Il n'est allé voir les Scorpions qu'une seule fois depuis l'enterrement. Je crois qu'il n'a pas envie de débarquer là-bas et de chercher automatiquement Javier du regard. Je le comprends. Il s'est excusé auprès de ses parents, au téléphone, pour son attitude au repas de noël. Paloma lui a assuré qu'il n'y avait aucun problème et qu'elle savait par quoi il passait. C'est injuste, injuste pour Rafael. Il n'a pas uniquement perdu le frère que la vie lui avait donné, il a aussi perdu celui qu'il avait choisi. Je me montre le plus présente pour lui, espérant qu'il réalise que je serais là, quoi qu'il arrive.

Cette nuit il a dormi deux heures, peut-être trois.

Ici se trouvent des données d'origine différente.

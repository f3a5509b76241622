//! Object storage abstraction for avatars and delivery files.
//!
//! Files never pass through the application: clients upload directly via
//! presigned URLs and the database stores only the object key. Supports a
//! local filesystem backend for development and S3-compatible storage.

use std::path::PathBuf;

use crate::{AppError, AppResult};

/// Default lifetime of presigned upload/download URLs.
pub const SIGNED_URL_TTL_SECS: u64 = 3600;

/// Storage configuration.
#[derive(Debug, Clone)]
pub enum StorageConfig {
    /// Local filesystem storage.
    Local {
        /// Base path for stored files.
        base_path: PathBuf,
        /// Base URL for serving files.
        base_url: String,
    },
    /// S3-compatible object storage.
    S3 {
        /// S3 endpoint URL (e.g., "<https://s3.amazonaws.com>" or `MinIO` URL).
        endpoint: String,
        /// S3 bucket name.
        bucket: String,
        /// AWS region.
        region: String,
        /// Access key ID.
        access_key_id: String,
        /// Secret access key.
        secret_access_key: String,
        /// Public URL prefix for serving files.
        public_url: Option<String>,
    },
}

impl Default for StorageConfig {
    fn default() -> Self {
        Self::Local {
            base_path: PathBuf::from("./files"),
            base_url: "/files".to_string(),
        }
    }
}

impl StorageConfig {
    /// Build a storage config from the flat settings section.
    pub fn from_settings(settings: &crate::config::StorageSettings) -> AppResult<Self> {
        match settings.backend.as_str() {
            "local" => Ok(Self::Local {
                base_path: PathBuf::from(&settings.local_path),
                base_url: settings.local_url.clone(),
            }),
            "s3" => Ok(Self::S3 {
                endpoint: settings.s3_endpoint.clone(),
                bucket: settings.s3_bucket.clone(),
                region: settings.s3_region.clone(),
                access_key_id: settings.s3_access_key_id.clone(),
                secret_access_key: settings.s3_secret_access_key.clone(),
                public_url: settings.s3_public_url.clone(),
            }),
            other => Err(AppError::Config(format!("Unknown storage backend: {other}"))),
        }
    }
}

/// What an upload is for; determines the key prefix and allowed types.
#[derive(Debug, Clone, Copy, PartialEq, Eq)]
pub enum UploadPurpose {
    /// Profile picture (users and creators).
    Avatar,
    /// Order delivery file (creators).
    Delivery,
}

impl UploadPurpose {
    /// Parse the wire name used by upload-URL requests.
    pub fn parse(name: &str) -> AppResult<Self> {
        match name {
            "avatar" => Ok(Self::Avatar),
            "delivery" => Ok(Self::Delivery),
            _ => Err(AppError::BadRequest("Invalid upload purpose".to_string())),
        }
    }

    /// Key prefix for this purpose.
    #[must_use]
    pub const fn folder(self) -> &'static str {
        match self {
            Self::Avatar => "avatars",
            Self::Delivery => "deliveries",
        }
    }

    /// Content types accepted for this purpose.
    #[must_use]
    pub const fn allowed_types(self) -> &'static [&'static str] {
        match self {
            Self::Avatar => &["image/jpeg", "image/png", "image/webp", "image/gif"],
            Self::Delivery => &[
                "video/mp4",
                "video/quicktime",
                "video/x-msvideo",
                "audio/mpeg",
                "audio/wav",
                "audio/mp4",
                "image/jpeg",
                "image/png",
                "image/gif",
                "application/pdf",
                "text/plain",
            ],
        }
    }
}

/// Build the object key for an upload: `{folder}/{owner_id}/{uuid}.{ext}`.
///
/// Fails with a validation error when the content type is not on the
/// purpose's allow-list.
pub fn object_key(
    purpose: UploadPurpose,
    owner_id: &str,
    object_id: &str,
    content_type: &str,
) -> AppResult<String> {
    if !purpose.allowed_types().contains(&content_type) {
        return Err(AppError::BadRequest("Unsupported file format".to_string()));
    }

    let extension = content_type.split('/').nth(1).unwrap_or("bin");
    Ok(format!(
        "{}/{}/{}.{}",
        purpose.folder(),
        owner_id,
        object_id,
        extension
    ))
}

/// Storage backend trait.
#[async_trait::async_trait]
pub trait StorageBackend: Send + Sync {
    /// Issue a presigned URL a client can PUT the object to.
    async fn signed_upload_url(
        &self,
        key: &str,
        content_type: &str,
        ttl_secs: u64,
    ) -> AppResult<String>;

    /// Issue a presigned URL the object can be fetched from.
    async fn signed_download_url(&self, key: &str, ttl_secs: u64) -> AppResult<String>;

    /// Delete a file.
    async fn delete(&self, key: &str) -> AppResult<()>;

    /// Get the public URL for a key.
    fn public_url(&self, key: &str) -> String;
}

/// Local filesystem storage backend.
///
/// URLs are unsigned: the development file server under `base_url` accepts
/// direct reads and writes. Not for production use.
pub struct LocalStorage {
    base_path: PathBuf,
    base_url: String,
}

impl LocalStorage {
    /// Create a new local storage backend.
    #[must_use]
    pub const fn new(base_path: PathBuf, base_url: String) -> Self {
        Self { base_path, base_url }
    }
}

#[async_trait::async_trait]
impl StorageBackend for LocalStorage {
    async fn signed_upload_url(
        &self,
        key: &str,
        _content_type: &str,
        _ttl_secs: u64,
    ) -> AppResult<String> {
        // Ensure the parent directory exists so the dev file server can
        // accept the PUT.
        let path = self.base_path.join(key);
        if let Some(parent) = path.parent() {
            tokio::fs::create_dir_all(parent)
                .await
                .map_err(|e| AppError::Internal(format!("Failed to create directory: {e}")))?;
        }

        Ok(self.public_url(key))
    }

    async fn signed_download_url(&self, key: &str, _ttl_secs: u64) -> AppResult<String> {
        Ok(self.public_url(key))
    }

    async fn delete(&self, key: &str) -> AppResult<()> {
        let path = self.base_path.join(key);
        if path.exists() {
            tokio::fs::remove_file(&path)
                .await
                .map_err(|e| AppError::Internal(format!("Failed to delete file: {e}")))?;
        }
        Ok(())
    }

    fn public_url(&self, key: &str) -> String {
        format!("{}/{}", self.base_url.trim_end_matches('/'), key)
    }
}

/// S3-compatible object storage backend.
#[cfg(feature = "s3")]
pub struct S3Storage {
    client: aws_sdk_s3::Client,
    bucket: String,
    public_url: Option<String>,
}

#[cfg(feature = "s3")]
impl S3Storage {
    /// Create a new S3 storage backend.
    pub fn new(
        endpoint: &str,
        bucket: String,
        region: &str,
        access_key_id: &str,
        secret_access_key: &str,
        public_url: Option<String>,
    ) -> Self {
        use aws_config::Region;
        use aws_sdk_s3::config::Credentials;

        let credentials = Credentials::new(access_key_id, secret_access_key, None, None, "shoutly");

        let config = aws_sdk_s3::Config::builder()
            .endpoint_url(endpoint)
            .region(Region::new(region.to_string()))
            .credentials_provider(credentials)
            .force_path_style(true)
            .build();

        Self {
            client: aws_sdk_s3::Client::from_conf(config),
            bucket,
            public_url,
        }
    }

    fn presign_config(ttl_secs: u64) -> AppResult<aws_sdk_s3::presigning::PresigningConfig> {
        aws_sdk_s3::presigning::PresigningConfig::expires_in(std::time::Duration::from_secs(
            ttl_secs,
        ))
        .map_err(|e| AppError::Internal(format!("Invalid presign TTL: {e}")))
    }
}

#[cfg(feature = "s3")]
#[async_trait::async_trait]
impl StorageBackend for S3Storage {
    async fn signed_upload_url(
        &self,
        key: &str,
        content_type: &str,
        ttl_secs: u64,
    ) -> AppResult<String> {
        let presigned = self
            .client
            .put_object()
            .bucket(&self.bucket)
            .key(key)
            .content_type(content_type)
            .presigned(Self::presign_config(ttl_secs)?)
            .await
            .map_err(|e| AppError::ExternalService(format!("S3 presign failed: {e}")))?;

        Ok(presigned.uri().to_string())
    }

    async fn signed_download_url(&self, key: &str, ttl_secs: u64) -> AppResult<String> {
        let presigned = self
            .client
            .get_object()
            .bucket(&self.bucket)
            .key(key)
            .presigned(Self::presign_config(ttl_secs)?)
            .await
            .map_err(|e| AppError::ExternalService(format!("S3 presign failed: {e}")))?;

        Ok(presigned.uri().to_string())
    }

    async fn delete(&self, key: &str) -> AppResult<()> {
        self.client
            .delete_object()
            .bucket(&self.bucket)
            .key(key)
            .send()
            .await
            .map_err(|e| AppError::ExternalService(format!("S3 delete failed: {e}")))?;

        Ok(())
    }

    fn public_url(&self, key: &str) -> String {
        match &self.public_url {
            Some(base) => format!("{}/{}", base.trim_end_matches('/'), key),
            None => format!("https://{}.s3.amazonaws.com/{}", self.bucket, key),
        }
    }
}

/// Construct the configured backend.
pub fn build_backend(config: &StorageConfig) -> AppResult<std::sync::Arc<dyn StorageBackend>> {
    match config {
        StorageConfig::Local { base_path, base_url } => Ok(std::sync::Arc::new(LocalStorage::new(
            base_path.clone(),
            base_url.clone(),
        ))),
        #[cfg(feature = "s3")]
        StorageConfig::S3 {
            endpoint,
            bucket,
            region,
            access_key_id,
            secret_access_key,
            public_url,
        } => Ok(std::sync::Arc::new(S3Storage::new(
            endpoint,
            bucket.clone(),
            region,
            access_key_id,
            secret_access_key,
            public_url.clone(),
        ))),
        #[cfg(not(feature = "s3"))]
        StorageConfig::S3 { .. } => Err(AppError::Config(
            "S3 storage requires the `s3` feature".to_string(),
        )),
    }
}

#[cfg(test)]
mod tests {
    use super::*;

    #[test]
    fn test_object_key_avatar() {
        let key = object_key(
            UploadPurpose::Avatar,
            "01hq3kuser",
            "d0a7c0de-1234-4321-abcd-000000000000",
            "image/png",
        )
        .unwrap();

        assert!(key.starts_with("avatars/01hq3kuser/"));
        assert!(key.ends_with(".png"));
    }

    #[test]
    fn test_object_key_rejects_disallowed_type() {
        let err = object_key(
            UploadPurpose::Avatar,
            "01hq3kuser",
            "d0a7c0de-1234-4321-abcd-000000000000",
            "application/x-msdownload",
        )
        .unwrap_err();

        assert!(matches!(err, AppError::BadRequest(_)));
    }

    #[test]
    fn test_delivery_accepts_video() {
        let key = object_key(
            UploadPurpose::Delivery,
            "01hq3kcreator",
            "d0a7c0de-1234-4321-abcd-000000000000",
            "video/mp4",
        )
        .unwrap();

        assert!(key.starts_with("deliveries/01hq3kcreator/"));
        assert!(key.ends_with(".mp4"));
    }

    #[test]
    fn test_purpose_parse() {
        assert_eq!(UploadPurpose::parse("avatar").unwrap(), UploadPurpose::Avatar);
        assert_eq!(
            UploadPurpose::parse("delivery").unwrap(),
            UploadPurpose::Delivery
        );
        assert!(UploadPurpose::parse("other").is_err());
    }

    #[test]
    fn test_local_public_url() {
        let storage = LocalStorage::new(PathBuf::from("/tmp/shoutly"), "/files".to_string());
        assert_eq!(
            storage.public_url("avatars/u1/x.png"),
            "/files/avatars/u1/x.png"
        );
    }
}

Heures durant lesquelles il était très agité. Je lui ai demandé de quoi il avait rêvé, il m'a répondu qu'il ne s'en souvenait plus. Je sais qu'il ment, je sais qu'il revit encore et encore cette nuit où il pense avoir raté quelque chose.

Voilà un mois que Javier est mort, Rafael parle un peu plus, il s'alimente à nouveau. Mais son regard est toujours éteint et je n'ai pas entendu son rire depuis ce qui me semble être une éternité. Il est parti à une réunion avec les Scorpions ce matin, un mois après tout ça, il n'en avait pas vraiment envie mais je crois qu'il n'avait pas le choix. De ce que j'ai compris, la nouvelle année n'a pas apaisé les Requins et il leur faut un plan pour les contrer avant que les choses ne virent encore au bain de sang. S'ils peuvent faire autrement.
Il est rentré sous les coups de 17H, et a directement rangé son arme dans le coffre prévu à cet effet. Il ne se déplace plus sans depuis le soir de noël. Si ce n'est pas sur lui, c'est dans la boîte à gant de la voiture. Il refuse aussi que je ne me déplace sans lui. Alors Lucrecia à fait en sorte que nos heures de travail coïncident, et je ne vais jamais rendre visite aux Fuentes sans qu'ils m'accompagnent. Eux aussi ont appris pour Javier, ce gamin pas méchant qui traînait dans le quartier depuis vingt ans. Ils ont présenté leurs condoléances à Rafael qui n'a pas dit un mot. Il évite le sujet, encore trop sensible.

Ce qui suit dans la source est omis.